It used to be so simple; workers on holiday for a week would receive their basic weekly salary for that period. No difficult calculations were necessary and there were no (or at least very few…) disputes about unpaid entitlements.
However, a number of cases in recent years have changed the landscape drastically. It has been confirmed that workers are entitled to receive their “normal pay” when on holiday – which might include variable pay such as overtime and commission. Otherwise workers could be deterred from taking leave, posing a risk to their health and safety.
Flight supplements received by British Airways pilots when flying, commission earned by a British Gas salesman (which accounted for around 60% of his total remuneration) and overtime payments made to a road maintenance worker on a regular basis have all been held to fall within the definition of “normal pay” for these purposes. And so they must be paid when the relevant workers are on holiday.

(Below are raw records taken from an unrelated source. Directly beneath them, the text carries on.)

//! udppunch wire format: the rendezvous datagrams and the peer record.
//!
//! One message per UDP datagram. Byte 0 is the message tag, the rest is the
//! payload:
//!
//!   Handshake: tag ‖ key (32 bytes)
//!   Resolve:   tag ‖ key ‖ key ‖ ...   (N × 32 bytes)
//!
//! A resolve reply carries no tag at all: it is the plain concatenation of
//! 38-byte `PeerRecord`s, one per key the server could resolve, in query
//! order. Clients already deployed depend on every size and offset here.

use std::fmt;
use std::net::{Ipv4Addr, SocketAddrV4};
use std::str::FromStr;

use static_assertions::assert_eq_size;
use zerocopy::{AsBytes, FromBytes, FromZeroes};

// ── Peer Key ──────────────────────────────────────────────────────────────────

/// Length of a peer identity key in bytes.
pub const KEY_LEN: usize = 32;

/// Opaque client identity. Chosen by the client, never validated here.
///
/// Usually a WireGuard public key, but the server treats it as 32 opaque
/// bytes compared byte for byte.
#[derive(Clone, Copy, PartialEq, Eq, Hash, PartialOrd, Ord)]
pub struct PeerKey(pub [u8; KEY_LEN]);

impl PeerKey {
    /// Read a key from the first 32 bytes of `bytes`.
    /// Returns None when fewer than 32 bytes are available.
    pub fn from_prefix(bytes: &[u8]) -> Option<Self> {
        let head: [u8; KEY_LEN] = bytes.get(..KEY_LEN)?.try_into().ok()?;
        Some(Self(head))
    }

    pub fn as_bytes(&self) -> &[u8; KEY_LEN] {
        &self.0
    }

    /// First 8 bytes as hex. Used in log lines.
    pub fn short(&self) -> String {
        hex::encode(&self.0[..8])
    }
}

impl From<[u8; KEY_LEN]> for PeerKey {
    fn from(bytes: [u8; KEY_LEN]) -> Self {
        Self(bytes)
    }
}

impl fmt::Display for PeerKey {
    fn fmt(&self, f: &mut fmt::Formatter<'_>) -> fmt::Result {
        f.write_str(&hex::encode(self.0))
    }
}

impl fmt::Debug for PeerKey {
    fn fmt(&self, f: &mut fmt::Formatter<'_>) -> fmt::Result {
        write!(f, "PeerKey({})", self.short())
    }
}

impl FromStr for PeerKey {
    type Err = WireError;

    fn from_str(s: &str) -> Result<Self, Self::Err> {
        let bytes = hex::decode(s.trim()).map_err(|_| WireError::InvalidKeyHex(s.to_string()))?;
        let arr: [u8; KEY_LEN] = bytes
            .try_into()
            .map_err(|b: Vec<u8>| WireError::InvalidKeyLength(b.len()))?;
        Ok(Self(arr))
    }
}

// ── Peer Record ───────────────────────────────────────────────────────────────

/// Where a peer was last seen: its key plus the public IPv4 endpoint the
/// server observed the registration from.
///
/// The struct layout is the wire layout. Resolve replies are built by
/// copying `as_bytes()` of each record, no per-field encoding.
///
/// Wire size: 38 bytes.
#[derive(Clone, Copy, PartialEq, Eq, AsBytes, FromBytes, FromZeroes)]
#[repr(C)]
pub struct PeerRecord {
    /// Identity the record was registered under.
    pub key: [u8; KEY_LEN],

    /// IPv4 octets in network order.
    pub ip: [u8; 4],

    /// UDP port, big-endian (high byte first).
    pub port: [u8; 2],
}

// Compile-time size guard. If this fails, the wire format has silently changed.
assert_eq_size!(PeerRecord, [u8; 38]);

/// Encoded size of a `PeerRecord`.
pub const RECORD_LEN: usize = std::mem::size_of::<PeerRecord>();

impl PeerRecord {
    pub fn new(key: PeerKey, addr: SocketAddrV4) -> Self {
        Self {
            key: key.0,
            ip: addr.ip().octets(),
            port: addr.port().to_be_bytes(),
        }
    }

    pub fn key(&self) -> PeerKey {
        PeerKey(self.key)
    }

    pub fn ip(&self) -> Ipv4Addr {
        Ipv4Addr::from(self.ip)
    }

    pub fn port(&self) -> u16 {
        u16::from_be_bytes(self.port)
    }

    pub fn addr(&self) -> SocketAddrV4 {
        SocketAddrV4::new(self.ip(), self.port())
    }

    /// The 38-byte wire encoding.
    pub fn encode(&self) -> [u8; RECORD_LEN] {
        let mut out = [0u8; RECORD_LEN];
        out.copy_from_slice(self.as_bytes());
        out
    }

    /// Decode a record from the front of `bytes`. Extra bytes are ignored.
    pub fn decode(bytes: &[u8]) -> Result<Self, WireError> {
        Self::read_from_prefix(bytes).ok_or(WireError::Truncated {
            expected: RECORD_LEN,
            actual: bytes.len(),
        })
    }
}

impl fmt::Debug for PeerRecord {
    fn fmt(&self, f: &mut fmt::Formatter<'_>) -> fmt::Result {
        f.debug_struct("PeerRecord")
            .field("key", &self.key())
            .field("addr", &self.addr())
            .finish()
    }
}

impl fmt::Display for PeerRecord {
    fn fmt(&self, f: &mut fmt::Formatter<'_>) -> fmt::Result {
        write!(f, "{} -> {}", self.key(), self.addr())
    }
}

// ── Message Type ──────────────────────────────────────────────────────────────

/// Tag byte at offset 0 of every client datagram.
#[derive(Debug, Clone, Copy, PartialEq, Eq)]
#[repr(u8)]
pub enum MessageType {
    /// Register the sender's observed address under the key in the payload.
    /// Fire-and-forget: the server never answers.
    Handshake = 0x01,

    /// Look up every key in the payload. Answered with one reply datagram.
    Resolve = 0x02,
}

impl TryFrom<u8> for MessageType {
    type Error = WireError;

    fn try_from(value: u8) -> Result<Self, Self::Error> {
        match value {
            0x01 => Ok(MessageType::Handshake),
            0x02 => Ok(MessageType::Resolve),
            other => Err(WireError::UnknownMessageType(other)),
        }
    }
}

impl From<MessageType> for u8 {
    fn from(t: MessageType) -> u8 {
        t as u8
    }
}

// ── Constants ─────────────────────────────────────────────────────────────────

/// Shortest datagram the server will accept as a registration.
pub const MIN_HANDSHAKE_LEN: usize = 1 + KEY_LEN;

/// Default receive buffer size. Anything past this is cut by the kernel.
pub const MAX_DATAGRAM: usize = 8 * 1024;

/// Largest UDP payload over IPv4.
pub const MAX_UDP_PAYLOAD: usize = 65_507;

/// Default rendezvous port.
pub const DEFAULT_UDP_PORT: u16 = 19993;

// ── Client datagrams ──────────────────────────────────────────────────────────

/// Build a registration datagram for `key`.
pub fn handshake_datagram(key: &PeerKey) -> Vec<u8> {
    let mut buf = Vec::with_capacity(MIN_HANDSHAKE_LEN);
    buf.push(MessageType::Handshake.into());
    buf.extend_from_slice(key.as_bytes());
    buf
}

/// Build a resolve datagram asking for every key in `keys`, in order.
pub fn resolve_datagram(keys: &[PeerKey]) -> Vec<u8> {
    let mut buf = Vec::with_capacity(1 + keys.len() * KEY_LEN);
    buf.push(MessageType::Resolve.into());
    for key in keys {
        buf.extend_from_slice(key.as_bytes());
    }
    buf
}

/// Split a resolve reply into records.
///
/// The server only ever sends whole records, so a length that is not a
/// multiple of 38 means the reply was cut or is not from a rendezvous server.
pub fn decode_reply(reply: &[u8]) -> Result<Vec<PeerRecord>, WireError> {
    if reply.len() % RECORD_LEN != 0 {
        return Err(WireError::TrailingBytes(reply.len() % RECORD_LEN));
    }
    reply.chunks_exact(RECORD_LEN).map(PeerRecord::decode).collect()
}

// ── Errors ────────────────────────────────────────────────────────────────────

/// Errors that can arise when interpreting wire-format data.
#[derive(Debug, Clone, PartialEq, Eq, thiserror::Error)]
pub enum WireError {
    #[error("unknown message type: 0x{0:02x}")]
    UnknownMessageType(u8),

    #[error("truncated record: expected {expected} bytes, got {actual}")]
    Truncated { expected: usize, actual: usize },

    #[error("reply has {0} trailing bytes after the last whole record")]
    TrailingBytes(usize),

    #[error("peer key is not valid hex: {0}")]
    InvalidKeyHex(String),

    #[error("peer key must be {} bytes, got {0}", KEY_LEN)]
    InvalidKeyLength(usize),
}

// ── Tests ─────────────────────────────────────────────────────────────────────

Workers in the hotel and leisure industries, many of whom are paid an hourly rate and are entitled to receive variable pay such as shift allowances or overtime pay, are among those most likely to be affected by this change.
What has not yet been decided definitively is how employers should calculate these payments when a worker is on holiday. If the payments vary from week to week or month to month (as is likely), what period should be used for the purposes of calculating an average for the purposes of holiday? One month, 12 weeks or longer?
Workers can potentially make a backdated claim for underpaid holiday for a period of up to two years and so any employer that makes regular variable payments to its employees such as bonus, commission, overtime, shift allowances or similar should be considering this matter now in order to avoid accruing a significant liability.